TASK
Where a line in the listing below contains the word "payload", copy that line.

DATA EXTRACTS
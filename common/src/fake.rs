//! Host stand-ins for the flash, the bootloader and the tick counter.
extern crate std;

use std::panic::{self, AssertUnwindSafe};
use std::sync::atomic::{AtomicU32, Ordering};
use std::sync::{Arc, Mutex, MutexGuard};
use std::vec::Vec;

use embedded_storage::nor_flash::{
    ErrorType, NorFlash, NorFlashErrorKind, ReadNorFlash, check_erase, check_read, check_write,
};

use crate::boot::{BootSlots, Bootloader};
use crate::error::Error;
use crate::record::ERASED_BYTE;
use crate::runtime::TickSource;

#[derive(Default)]
struct FlashState {
    data: Vec<u8>,
    reads: usize,
    writes: usize,
    erases: usize,
    fail_reads: bool,
    fail_writes: bool,
    fail_erases: bool,
}

/// NOR flash in memory. Clones share the same contents, so a test can keep a handle to a flash
/// that was moved into the guard.
#[derive(Clone, Default)]
pub struct FakeFlash {
    state: Arc<Mutex<FlashState>>,
}

impl FakeFlash {
    /// Erased flash of `capacity` bytes.
    pub fn new(capacity: usize) -> Self {
        let state = FlashState {
            data: std::vec![ERASED_BYTE; capacity],
            ..Default::default()
        };
        Self {
            state: Arc::new(Mutex::new(state)),
        }
    }

    fn state(&self) -> MutexGuard<'_, FlashState> {
        self.state.lock().unwrap()
    }

    pub fn bytes(&self, offset: u32, len: usize) -> Vec<u8> {
        let offset = offset as usize;
        self.state().data[offset..offset + len].to_vec()
    }

    /// Overwrites flash contents, ignoring NOR semantics.
    pub fn set_bytes(&self, offset: u32, bytes: &[u8]) {
        let offset = offset as usize;
        self.state().data[offset..offset + bytes.len()].copy_from_slice(bytes);
    }

    pub fn read_count(&self) -> usize {
        self.state().reads
    }

    pub fn write_count(&self) -> usize {
        self.state().writes
    }

    pub fn erase_count(&self) -> usize {
        self.state().erases
    }

    pub fn fail_reads(&self, fail: bool) {
        self.state().fail_reads = fail;
    }

    pub fn fail_writes(&self, fail: bool) {
        self.state().fail_writes = fail;
    }

    pub fn fail_erases(&self, fail: bool) {
        self.state().fail_erases = fail;
    }
}

impl ErrorType for FakeFlash {
    type Error = NorFlashErrorKind;
}

impl ReadNorFlash for FakeFlash {
    const READ_SIZE: usize = 1;

    fn read(&mut self, offset: u32, bytes: &mut [u8]) -> Result<(), Self::Error> {
        check_read(self, offset, bytes.len())?;
        let mut state = self.state();
        if state.fail_reads {
            return Err(NorFlashErrorKind::Other);
        }
        state.reads += 1;
        let offset = offset as usize;
        bytes.copy_from_slice(&state.data[offset..offset + bytes.len()]);
        Ok(())
    }

    fn capacity(&self) -> usize {
        self.state().data.len()
    }
}

impl NorFlash for FakeFlash {
    const WRITE_SIZE: usize = 4;
    const ERASE_SIZE: usize = 4096;

    fn erase(&mut self, from: u32, to: u32) -> Result<(), Self::Error> {
        check_erase(self, from, to)?;
        let mut state = self.state();
        if state.fail_erases {
            return Err(NorFlashErrorKind::Other);
        }
        state.erases += 1;
        state.data[from as usize..to as usize].fill(ERASED_BYTE);
        Ok(())
    }

    fn write(&mut self, offset: u32, bytes: &[u8]) -> Result<(), Self::Error> {
        check_write(self, offset, bytes.len())?;
        let mut state = self.state();
        if state.fail_writes {
            return Err(NorFlashErrorKind::Other);
        }
        state.writes += 1;
        let offset = offset as usize;
        // Programming can only clear bits
        for (cell, byte) in state.data[offset..offset + bytes.len()].iter_mut().zip(bytes) {
            *cell &= *byte;
        }
        Ok(())
    }
}

struct BootState {
    slots: BootSlots,
    switches: Vec<u8>,
    restarts: usize,
    fail_query: bool,
    fail_switch: bool,
}

/// Panic payload used by [`FakeBootloader::restart`].
#[derive(Debug, Clone, Copy, PartialEq, Eq)]
pub struct Restarted;

/// Bootloader recording the requested slot switches. Clones share the same state.
#[derive(Clone)]
pub struct FakeBootloader {
    state: Arc<Mutex<BootState>>,
}

impl FakeBootloader {
    pub fn new(current: u8, count: u8) -> Self {
        let mut slots = BootSlots::new(current, count);
        for slot in 0..u32::from(count) {
            let _ = slots.offsets.push(0x2000 + slot * 0x10_0000);
        }
        let state = BootState {
            slots,
            switches: Vec::new(),
            restarts: 0,
            fail_query: false,
            fail_switch: false,
        };
        Self {
            state: Arc::new(Mutex::new(state)),
        }
    }

    fn state(&self) -> MutexGuard<'_, BootState> {
        self.state.lock().unwrap()
    }

    /// Slots passed to `set_active_slot`, in order.
    pub fn switches(&self) -> Vec<u8> {
        self.state().switches.clone()
    }

    pub fn restarts(&self) -> usize {
        self.state().restarts
    }

    pub fn current_slot(&self) -> u8 {
        self.state().slots.current
    }

    pub fn fail_query(&self, fail: bool) {
        self.state().fail_query = fail;
    }

    pub fn fail_switch(&self, fail: bool) {
        self.state().fail_switch = fail;
    }
}

impl Bootloader for FakeBootloader {
    fn boot_slots(&mut self) -> crate::Result<BootSlots> {
        let state = self.state();
        if state.fail_query {
            return Err(Error::BootloaderError);
        }
        Ok(state.slots.clone())
    }

    fn set_active_slot(&mut self, slot: u8) -> crate::Result<()> {
        let mut state = self.state();
        state.switches.push(slot);
        if state.fail_switch {
            return Err(Error::BootloaderError);
        }
        state.slots.current = slot;
        Ok(())
    }

    fn restart(&mut self) -> ! {
        self.state().restarts += 1;
        panic::panic_any(Restarted)
    }
}

/// Runs `f`, turning a restart of [`FakeBootloader`] into `Err(Restarted)`.
pub fn catch_restart<R>(f: impl FnOnce() -> R) -> Result<R, Restarted> {
    match panic::catch_unwind(AssertUnwindSafe(f)) {
        Ok(result) => Ok(result),
        Err(payload) if payload.is::<Restarted>() => Err(Restarted),
        Err(payload) => panic::resume_unwind(payload),
    }
}

/// Tick counter set by the test, 10 ms per tick. Clones share the counter.
#[derive(Clone, Default)]
pub struct FakeClock {
    ticks: Arc<AtomicU32>,
}

impl FakeClock {
    pub fn set(&self, ticks: u32) {
        self.ticks.store(ticks, Ordering::Relaxed);
    }
}

impl TickSource for FakeClock {
    const TICK_MS: u32 = 10;

    fn ticks(&self) -> u32 {
        self.ticks.load(Ordering::Relaxed)
    }
}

ANSWER SPACE
/// Panic payload used by [`FakeBootloader::restart`].
        Err(payload) if payload.is::<Restarted>() => Err(Restarted),
        Err(payload) => panic::resume_unwind(payload),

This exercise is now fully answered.